Personal information
- Date of birth: 30 January 1995 (age 31)
- Place of birth: Bamako, Mali
- Height: 1.73 m (5 ft 8 in)
- Position: Midfielder

Team information
- Current team: Feignies Aulnoye

Youth career
- JMG Bamako

Senior career*
- Years: Team / Apps / (Gls)
- 2013–2014: AS Bamako / 2 / (0)
- 2014–2015: Wydad Casablanca / 0 / (0)
- 2015–2018: Újpest / 39 / (4)
- 2017–2018: → Lens (loan) / 29 / (4)
- 2018–2019: Lens / 33 / (1)
- 2019–2020: Gaziantep / 24 / (2)
- 2021: Pau FC / 17 / (0)
- 2021–2023: Guingamp / 36 / (0)
- 2024–: Feignies Aulnoye / 9 / (2)

International career^{‡}
- 2014–2016: Mali U20 / 17 / (2)
- 2017–: Mali / 7 / (0)

Medal record
Representing Mali
FIFA U-20 World Cup
| Third place | 2015 New Zealand | U-20 Team |

= Souleymane Diarra =

Malian footballer

Souleymane Diarra (born 30 January 1995) is a Malian professional footballer who plays as a midfielder for French Championnat National 1 club Feignies Aulnoye.

==Club career==
In August 2015, Diarra joined Hungarian side Újpest FC on a three-year deal.

On 3 August 2019, Diarra signed a three-year contract with Turkish Süper Lig club Gazişehir Gaziantep.
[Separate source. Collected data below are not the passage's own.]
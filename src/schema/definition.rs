//! Column definition metadata.
//!
//! A `ColumnDefinition` is the resolved form of a [`ColumnTag`](super::ColumnTag):
//! the column name is always known. It is what the registry stores and what a
//! storage backend receives when it creates or describes a table.

use super::data_type::DataType;
use super::type_mapping;
use sea_query::{Alias, ColumnDef};

/// Column definition metadata
#[derive(Debug, Clone, PartialEq, Eq)]
pub struct ColumnDefinition {
    /// Column name in the table
    pub name: String,
    /// Whether this column is the primary key
    pub primary_key: bool,
    /// Declared storage type
    pub data_type: DataType,
    /// Max length (characters for text types, total digits for Decimal/Double)
    pub max_length: Option<u32>,
    /// Precision (digits after the decimal point for Decimal/Double)
    pub precision: Option<u32>,
    /// Whether the column accepts null
    pub nullable: bool,
}

impl ColumnDefinition {
    /// Convert to SeaQuery's `ColumnDef`, for backends that build DDL with SeaQuery.
    ///
    /// Maps the data type, nullability and primary key flag. Integer primary keys are
    /// marked auto-increment, matching how backends assign keys on insert.
    ///
    /// # Example
    ///
    /// ```no_run
    /// use tidemark::{ColumnDefinition, DataType};
    ///
    /// let def = ColumnDefinition {
    ///     name: "id".to_string(),
    ///     primary_key: true,
    ///     data_type: DataType::Int,
    ///     max_length: None,
    ///     precision: None,
    ///     nullable: false,
    /// };
    /// let column_def = def.to_column_def();
    /// ```
    #[must_use]
    pub fn to_column_def(&self) -> ColumnDef {
        let mut def = ColumnDef::new(Alias::new(self.name.clone()));
        type_mapping::apply_column_type(self, &mut def);

        if self.nullable {
            def.null();
        } else {
            def.not_null();
        }

        if self.primary_key {
            def.primary_key();
            if matches!(self.data_type, DataType::Int | DataType::Long) {
                def.auto_increment();
            }
        }

        def
    }
}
On 18 January 2021, Diarra signed with Ligue 2 club Pau FC.

==International career==
Diarra was part of the Malian squad reaching 2015 FIFA U-20 World Cup semi-final. He also played in the 2016 Toulon Tournament. Diarra made his senior debut for the Mali national football team in a 3–1 win against China, wherein he got a red card on the 38th minute on 29 June 2016.